Leveraging open cheminformatics tools for non-targeted metabolomics analysis of C. elegans: a workflow comparison and application to strains related to xenobiotic metabolism and neurodegeneration.

Abstract

Caenorhabditis elegans (C. elegans) is a well-established nematode model for studying metabolism and neurodegenerative disorders, such as Alzheimer's (AD) and Parkinson's disease (PD). Non-targeted metabolomics via liquid chromatography coupled with tandem mass spectrometry (LC-MS/MS) has proven useful for uncovering metabolic changes in biological systems. Here, we present workflows for C. elegans metabolomics, leveraging advanced open science tools. We compared two metabolite extraction methods: a monophasic extraction, which provided broader metabolite coverage in analyses conducted in hydrophilic interaction with positive polarity (HILIC POS), and a biphasic extraction, which yielded more features in reverse-phase C18 chromatography with negative polarity (RPLC NEG) analyses. Data were processed using patRoon, integrating IPO, XCMS, CAMERA, and MetFrag, which incorporated PubChemLite compounds and C. elegans-specific metabolites from an expanded WormJam database enhanced with PubChem and literature sources.

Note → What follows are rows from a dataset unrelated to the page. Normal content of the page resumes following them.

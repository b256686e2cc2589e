use std::{
    collections::{BTreeMap, HashMap},
    sync::Arc,
};

use axum::{
    extract::{Path, Query, State},
    http::StatusCode,
    routing::get,
    Json, Router,
};
use serde::{Deserialize, Serialize};
use tokio::{net::TcpListener, sync::RwLock};
use uuid::Uuid;

const ACCOUNT_TYPE: &str = "accounts";

#[derive(Clone, Debug, PartialEq, Serialize, Deserialize)]
pub struct Account {
    pub id: String,
    pub organisation_id: String,
    #[serde(rename = "type")]
    pub kind: String,
    #[serde(default, skip_serializing_if = "Option::is_none")]
    pub version: Option<i64>,
    #[serde(default, skip_serializing_if = "Option::is_none")]
    pub attributes: Option<serde_json::Value>,
}

#[derive(Clone, Debug, Serialize, Deserialize)]
pub struct AccountData {
    pub data: Account,
}

#[derive(Clone, Debug, Serialize, Deserialize)]
pub struct AccountsData {
    pub data: Vec<Account>,
}

#[derive(Clone, Debug, Serialize, Deserialize)]
pub struct ErrorBody {
    pub error_message: String,
}

type Failure = (StatusCode, Json<ErrorBody>);

/// Accounts keyed by id, so listings come back in a stable order.
pub type Db = Arc<RwLock<BTreeMap<String, Account>>>;

pub fn app() -> Router {
    let db: Db = Arc::new(RwLock::new(BTreeMap::new()));
    Router::new()
        .route("/v1/health", get(health))
        .route("/v1/organisation/accounts", get(list_accounts).post(create_account))
        .route(
            "/v1/organisation/accounts/{id}",
            get(get_account).delete(delete_account),
        )
        .with_state(db)
}

pub async fn run(listener: TcpListener) -> Result<(), std::io::Error> {
    axum::serve(listener, app()).await
}

fn failure(status: StatusCode, message: impl Into<String>) -> Failure {
    (
        status,
        Json(ErrorBody {
            error_message: message.into(),
        }),
    )
}

async fn health() -> Json<serde_json::Value> {
    Json(serde_json::json!({ "status": "up" }))
}

/// Supports `filter[<attribute>]=<value>` on string attributes; other keys are ignored.
async fn list_accounts(
    State(db): State<Db>,
    Query(query): Query<HashMap<String, String>>,
) -> Json<AccountsData> {
    let filters: Vec<(&str, &str)> = query
        .iter()
        .filter_map(|(key, value)| {
            key.strip_prefix("filter[")
                .and_then(|rest| rest.strip_suffix(']'))
                .map(|attribute| (attribute, value.as_str()))
        })
        .collect();

    let accounts = db.read().await;
    let data = accounts
        .values()
        .filter(|account| filters.iter().all(|(attribute, value)| matches_filter(account, attribute, value)))
        .cloned()
        .collect();
    Json(AccountsData { data })
}

fn matches_filter(account: &Account, attribute: &str, value: &str) -> bool {
    account
        .attributes
        .as_ref()
        .and_then(|attributes| attributes.get(attribute))
        .and_then(|found| found.as_str())
        == Some(value)
}

async fn get_account(
    State(db): State<Db>,
    Path(id): Path<String>,
) -> Result<Json<AccountData>, Failure> {
    let accounts = db.read().await;
    accounts
        .get(&id)
        .cloned()
        .map(|data| Json(AccountData { data }))
        .ok_or_else(|| failure(StatusCode::NOT_FOUND, format!("record {id} does not exist")))
}

async fn create_account(
    State(db): State<Db>,
    Json(input): Json<AccountData>,
) -> Result<(StatusCode, Json<AccountData>), Failure> {
    let mut account = input.data;
    if Uuid::parse_str(&account.id).is_err() {
        return Err(failure(StatusCode::BAD_REQUEST, "id in body must be of type uuid"));
    }
    if Uuid::parse_str(&account.organisation_id).is_err() {
        return Err(failure(
            StatusCode::BAD_REQUEST,
            "organisation_id in body must be of type uuid",
        ));
    }
    if account.kind != ACCOUNT_TYPE {
        return Err(failure(StatusCode::BAD_REQUEST, "type in body should be one of [accounts]"));
    }

    let mut accounts = db.write().await;
    if accounts.contains_key(&account.id) {
        return Err(failure(
            StatusCode::CONFLICT,
            "Account cannot be created as it violates a duplicate constraint",
        ));
    }
    account.version = Some(0);
    accounts.insert(account.id.clone(), account.clone());
    tracing::info!(id = %account.id, "account created");
    Ok((StatusCode::CREATED, Json(AccountData { data: account })))
}

async fn delete_account(
    State(db): State<Db>,
    Path(id): Path<String>,
    Query(query): Query<HashMap<String, String>>,
) -> Result<StatusCode, Failure> {
    let version: i64 = query
        .get("version")
        .and_then(|raw| raw.parse().ok())
        .ok_or_else(|| failure(StatusCode::BAD_REQUEST, "invalid version number"))?;

    let mut accounts = db.write().await;
    let current = accounts
        .get(&id)
        .ok_or_else(|| failure(StatusCode::NOT_FOUND, format!("record {id} does not exist")))?;
    if current.version.unwrap_or(0) != version {
        return Err(failure(StatusCode::CONFLICT, "invalid version"));
    }
    accounts.remove(&id);
    tracing::info!(%id, version, "account deleted");
    Ok(StatusCode::NO_CONTENT)
}
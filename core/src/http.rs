//! HTTP request and response types, described as plain data.
//!
//! # Design
//! `AccountClient` builds `HttpRequest` values and parses `HttpResponse`
//! values without touching the network. A [`Transport`](crate::Transport)
//! performs the round trip in between. Keeping the two apart lets the
//! request/response mapping be tested with literal responses.

/// HTTP method for a request.
#[derive(Debug, Clone, Copy, PartialEq, Eq)]
pub enum HttpMethod {
    Get,
    Post,
    Delete,
}

impl HttpMethod {
    pub fn as_str(&self) -> &'static str {
        match self {
            HttpMethod::Get => "GET",
            HttpMethod::Post => "POST",
            HttpMethod::Delete => "DELETE",
        }
    }
}

/// An HTTP request described as plain data.
///
/// `url` is absolute: base URL, path, and canonical query string.
#[derive(Debug, Clone, PartialEq, Eq)]
pub struct HttpRequest {
    pub method: HttpMethod,
    pub url: String,
    pub headers: Vec<(String, String)>,
    pub body: Option<String>,
}

/// An HTTP response described as plain data.
///
/// Produced by a transport for every status code, 4xx and 5xx included.
#[derive(Debug, Clone)]
pub struct HttpResponse {
    pub status: u16,
    pub headers: Vec<(String, String)>,
    pub body: String,
}

impl HttpResponse {
    /// A response with no headers, mostly useful for fakes and tests.
    pub fn new(status: u16, body: impl Into<String>) -> Self {
        Self {
            status,
            headers: Vec::new(),
            body: body.into(),
        }
    }
}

MS-DIAL was also employed for data processing, allowing for expanded annotations with predicted spectra for the expanded WormJam metabolites calculated using CFM-ID. Significant metabolite differences were identified when comparing the Bristol (N2) wild-type strain with two knockout strains of xenobiotic-metabolizing enzymes and two transgenic strains related to neurodegenerative pathways. Pooled quality control (QC) samples for each strain ensured robust data quality and the detection of strain-related metabolites. Our study demonstrates the potential of non-targeted metabolomics for metabolite discovery employing open science tools in model organisms.